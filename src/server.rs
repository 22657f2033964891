//! HTTP front end
//!
//! `GET /stocks?region=<name>` runs one pipeline and answers with the dataset
//! as a JSON object of symbol → serialized quote.

use crate::driver::PageDriver;
use crate::error::{Result, ScreenerError};
use crate::pipeline::Pipeline;
use axum::{
    Json, Router,
    extract::{Query, State},
    http::StatusCode,
    response::{Html, IntoResponse, Response},
    routing::get,
};
use serde::Deserialize;
use std::sync::Arc;

/// Creates a fresh page session for each run
pub type DriverFactory = Arc<dyn Fn() -> Result<Box<dyn PageDriver>> + Send + Sync>;

const HOME_PAGE: &str = "<h1>Stock screener cache</h1>\
<p>Request <code>/stocks?region=&lt;name&gt;</code> to fetch the screener listing for a region \
(default: the configured baseline region).</p>";

#[derive(Clone)]
pub struct AppState {
    pipeline: Arc<Pipeline>,
    drivers: DriverFactory,
}

impl AppState {
    pub fn new(pipeline: Arc<Pipeline>, drivers: DriverFactory) -> Self {
        Self { pipeline, drivers }
    }
}

#[derive(Debug, Deserialize)]
pub struct StocksQuery {
    #[serde(default)]
    pub region: Option<String>,
}

pub fn router(state: AppState) -> Router {
    Router::new()
        .route("/", get(home))
        .route("/health", get(health))
        .route("/stocks", get(stocks))
        .with_state(state)
}

async fn home() -> Html<&'static str> {
    Html(HOME_PAGE)
}

async fn health() -> &'static str {
    "ok"
}

async fn stocks(State(state): State<AppState>, Query(query): Query<StocksQuery>) -> Response {
    log::info!("GET /stocks region={:?}", query.region);

    // The blocking task keeps running if the client goes away, so a started
    // run always finalizes or releases the gate. The browser starts only once
    // the gate is claimed.
    let task = tokio::task::spawn_blocking(move || {
        state.pipeline.run_opening(|| (state.drivers)(), query.region.as_deref())
    });

    match task.await {
        Ok(Ok((dataset, _))) => Json(dataset).into_response(),
        Ok(Err(e)) => error_response(&e),
        Err(e) => {
            log::error!("Scrape task aborted: {}", e);
            (
                StatusCode::INTERNAL_SERVER_ERROR,
                Json(serde_json::json!({ "error": "internal", "message": e.to_string() })),
            )
                .into_response()
        }
    }
}

fn error_response(e: &ScreenerError) -> Response {
    let status = StatusCode::from_u16(e.status_code()).unwrap_or(StatusCode::INTERNAL_SERVER_ERROR);
    (status, Json(serde_json::json!({ "error": e.kind(), "message": e.to_string() }))).into_response()
}
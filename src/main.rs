//! Brewgraph CLI - load the brewery graph, run requests, write back mutations

use anyhow::Context;
use brewgraph::config::{self, BrewgraphConfig};
use brewgraph::query::{Executor, Resolvers, Selection};
use brewgraph::storage::{self, DurabilityPolicy, JsonFilePersister};
use brewgraph::ui::{self, Icons};
use brewgraph::{loader, EntityKind, EntityStore};
use clap::{Parser, Subcommand};
use serde_json::{json, Value};
use std::path::PathBuf;
use std::sync::Arc;
use tracing_subscriber::{fmt, prelude::*, EnvFilter};

#[derive(Parser)]
#[command(name = "brewgraph")]
#[command(version)]
#[command(about = "In-memory brewery graph with resolver-style reads and persisted writes")]
#[command(long_about = r#"
Brewgraph loads breweries, beers, users and reviews from a data directory,
answers nested read requests and writes each mutation back to its table file.

Example usage:
  brewgraph demo --data-dir ./data
  brewgraph query --request '{"field": "beers", "selections": [{"field": "name"}]}'
  brewgraph get beer 1
  brewgraph stats --check
"#)]
struct Cli {
    /// Enable verbose logging
    #[arg(short, long, global = true)]
    verbose: bool,

    /// Print only JSON results, no status lines
    #[arg(short, long, global = true)]
    quiet: bool,

    /// Path to the config file (defaults to brewgraph.toml)
    #[arg(short, long, global = true)]
    config: Option<PathBuf>,

    #[command(subcommand)]
    command: Commands,
}

#[derive(Subcommand)]
enum Commands {
    /// Run the sample queries and mutations
    Demo {
        /// Directory holding breweries.json, beers.json, users.json and reviews.json
        #[arg(short, long)]
        data_dir: Option<PathBuf>,

        /// What to do when a table cannot be written back (best-effort, strict)
        #[arg(long)]
        durability: Option<DurabilityPolicy>,
    },

    /// Execute a selection request given as JSON or as a path to a JSON file
    Query {
        /// Request JSON, or a file containing it
        #[arg(short, long)]
        request: String,

        #[arg(short, long)]
        data_dir: Option<PathBuf>,

        #[arg(long)]
        durability: Option<DurabilityPolicy>,
    },

    /// Show one entity by kind and id
    Get {
        /// Entity kind (brewery, beer, user, review)
        kind: EntityKind,

        id: String,

        #[arg(short, long)]
        data_dir: Option<PathBuf>,
    },

    /// Show table sizes
    Stats {
        /// Also verify relationship integrity
        #[arg(long)]
        check: bool,

        #[arg(short, long)]
        data_dir: Option<PathBuf>,
    },

    /// Write every loaded table to another directory
    Export {
        /// Output directory
        #[arg(short, long)]
        out: PathBuf,

        #[arg(short, long)]
        data_dir: Option<PathBuf>,
    },

    /// Write a default config file
    Init {
        /// Overwrite an existing config
        #[arg(short, long)]
        force: bool,
    },
}

/// Settings after merging CLI flags over the config file
struct Settings {
    data_dir: PathBuf,
    durability: DurabilityPolicy,
}

impl Settings {
    fn resolve(
        config: &BrewgraphConfig,
        data_dir: Option<PathBuf>,
        durability: Option<DurabilityPolicy>,
    ) -> Self {
        Self {
            data_dir: data_dir.unwrap_or_else(|| config.data_dir_or_default()),
            durability: durability.or(config.durability).unwrap_or_default(),
        }
    }

    /// Load the data directory and wire resolvers that persist back into it
    fn open(&self) -> anyhow::Result<Resolvers> {
        let store = Arc::new(EntityStore::new());
        let report = loader::load_dir(&store, &self.data_dir)
            .with_context(|| format!("failed to load data from {}", self.data_dir.display()))?;
        tracing::debug!("{}", report);
        ui::load_summary(&report);

        let persister = Arc::new(JsonFilePersister::new(&self.data_dir));
        Ok(Resolvers::new(store, persister).with_policy(self.durability))
    }
}

/// The sample run: six reads, then one of each mutation
fn demo_requests() -> Vec<(&'static str, Selection)> {
    vec![
        (
            "All Beers",
            Selection::new("beers")
                .fields(&["id", "name", "style"])
                .with(Selection::new("brewery").fields(&["name", "country"]))
                .with(Selection::new("reviews").fields(&["text", "rating"])),
        ),
        (
            "Beer by ID",
            Selection::new("beer")
                .arg("id", json!("1"))
                .fields(&["id", "name", "style"])
                .with(Selection::new("brewery").fields(&["name", "country"])),
        ),
        (
            "All Breweries",
            Selection::new("breweries")
                .fields(&["id", "name", "country"])
                .with(Selection::new("beers").fields(&["name", "style"])),
        ),
        (
            "Brewery by ID",
            Selection::new("brewery")
                .arg("id", json!("1"))
                .fields(&["id", "name", "country"])
                .with(Selection::new("beers").fields(&["name", "style"])),
        ),
        (
            "All Reviews",
            Selection::new("reviews")
                .fields(&["id", "text", "rating"])
                .with(Selection::new("beer").fields(&["name"]))
                .with(Selection::new("user").fields(&["name"])),
        ),
        (
            "Users and Reviews",
            Selection::new("users")
                .fields(&["id", "name", "email"])
                .with(
                    Selection::new("reviews")
                        .fields(&["text", "rating"])
                        .with(Selection::new("beer").fields(&["name"])),
                ),
        ),
        (
            "Add Beer",
            Selection::new("addBeer")
                .arg("input", json!({ "name": "IPA", "style": "Ale", "breweryId": "1" }))
                .fields(&["id", "name", "style"])
                .with(Selection::new("brewery").fields(&["name", "country"])),
        ),
        (
            "Add Review",
            Selection::new("addReview")
                .arg(
                    "input",
                    json!({ "text": "Great beer!", "rating": 5, "beerId": "1", "userId": "1" }),
                )
                .fields(&["id", "text", "rating"])
                .with(Selection::new("beer").fields(&["name"]))
                .with(Selection::new("user").fields(&["name"])),
        ),
        (
            "Add User",
            Selection::new("addUser")
                .arg("input", json!({ "name": "John Doe", "email": "john@example.com" }))
                .fields(&["id", "name", "email"]),
        ),
    ]
}

fn read_request(request: &str) -> anyhow::Result<Vec<Selection>> {
    let path = PathBuf::from(request);
    let text = if path.is_file() {
        std::fs::read_to_string(&path)?
    } else {
        request.to_string()
    };
    Ok(Selection::parse_request(&text)?)
}

fn print_json(value: &Value) -> anyhow::Result<()> {
    println!("{}", serde_json::to_string_pretty(value)?);
    Ok(())
}

fn main() -> anyhow::Result<()> {
    let cli = Cli::parse();
    brewgraph::output::set_quiet(cli.quiet);

    // Initialize logging
    let filter = if cli.verbose {
        EnvFilter::new("debug")
    } else {
        EnvFilter::new("info")
    };

    tracing_subscriber::registry()
        .with(fmt::layer().with_writer(std::io::stderr))
        .with(filter)
        .init();

    let config = config::load_config(cli.config.as_deref())?.unwrap_or_default();

    match cli.command {
        Commands::Demo { data_dir, durability } => {
            let settings = Settings::resolve(&config, data_dir, durability);
            ui::header(&format!("Loading data from {}", settings.data_dir.display()));
            let resolvers = settings.open()?;

            let executor = Executor::new(&resolvers);
            for (description, selection) in demo_requests() {
                ui::request(description, selection.field.starts_with("add"));
                ui::info("Request", &serde_json::to_string(&selection)?);
                let response = executor.execute(std::slice::from_ref(&selection));
                print_json(&serde_json::to_value(&response)?)?;
            }
        }

        Commands::Query { request, data_dir, durability } => {
            let settings = Settings::resolve(&config, data_dir, durability);
            let selections = read_request(&request)?;
            let resolvers = settings.open()?;

            let response = Executor::new(&resolvers).execute(&selections);
            print_json(&serde_json::to_value(&response)?)?;
            if !response.is_ok() {
                ui::warn(&format!("{} field(s) failed", response.errors.len()));
            }
        }

        Commands::Get { kind, id, data_dir } => {
            let settings = Settings::resolve(&config, data_dir, None);
            let resolvers = settings.open()?;

            match resolvers.lookup(kind, &id) {
                Ok(node) => {
                    let request = [Selection::new(kind.as_str()).arg("id", json!(node.id()))];
                    let response = Executor::new(&resolvers).execute(&request);
                    print_json(&Value::Object(response.data))?;
                }
                Err(e) if e.is_not_found() => {
                    ui::error(&e.to_string());
                    std::process::exit(1);
                }
                Err(e) => return Err(e.into()),
            }
        }

        Commands::Stats { check, data_dir } => {
            let settings = Settings::resolve(&config, data_dir, None);
            let resolvers = settings.open()?;
            let stats = resolvers.store().stats();

            println!("{} Brewgraph Statistics ({})", Icons::STATS, settings.data_dir.display());
            println!("{}", ui::stats_table(&stats));

            if check {
                let problems = resolvers.store().check_integrity();
                if problems.is_empty() {
                    ui::success("All relationships are consistent.");
                } else {
                    ui::error(&format!("{} integrity problem(s):", problems.len()));
                    for problem in &problems {
                        ui::problem(problem);
                    }
                    std::process::exit(1);
                }
            }
        }

        Commands::Export { out, data_dir } => {
            let settings = Settings::resolve(&config, data_dir, None);
            let resolvers = settings.open()?;

            let target = JsonFilePersister::new(&out);
            storage::export_all(resolvers.store(), &target)?;
            ui::success(&format!("{} Exported all tables to {}", Icons::DATABASE, out.display()));
        }

        Commands::Init { force } => {
            let path = cli.config.unwrap_or_else(config::default_config_path);
            let defaults = BrewgraphConfig {
                data_dir: Some(config::default_data_dir().display().to_string()),
                durability: Some(DurabilityPolicy::default()),
            };
            config::write_config(&path, &defaults, force)?;
            ui::success(&format!("Wrote {}", path.display()));
        }
    }

    Ok(())
}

§ **TASK BRIEF**: Which lines in the listing hold the word "JsonFilePersister"? Copy them out.

§ **RESPONSE BOX**:
use brewgraph::storage::{self, DurabilityPolicy, JsonFilePersister};
        let persister = Arc::new(JsonFilePersister::new(&self.data_dir));
            let target = JsonFilePersister::new(&out);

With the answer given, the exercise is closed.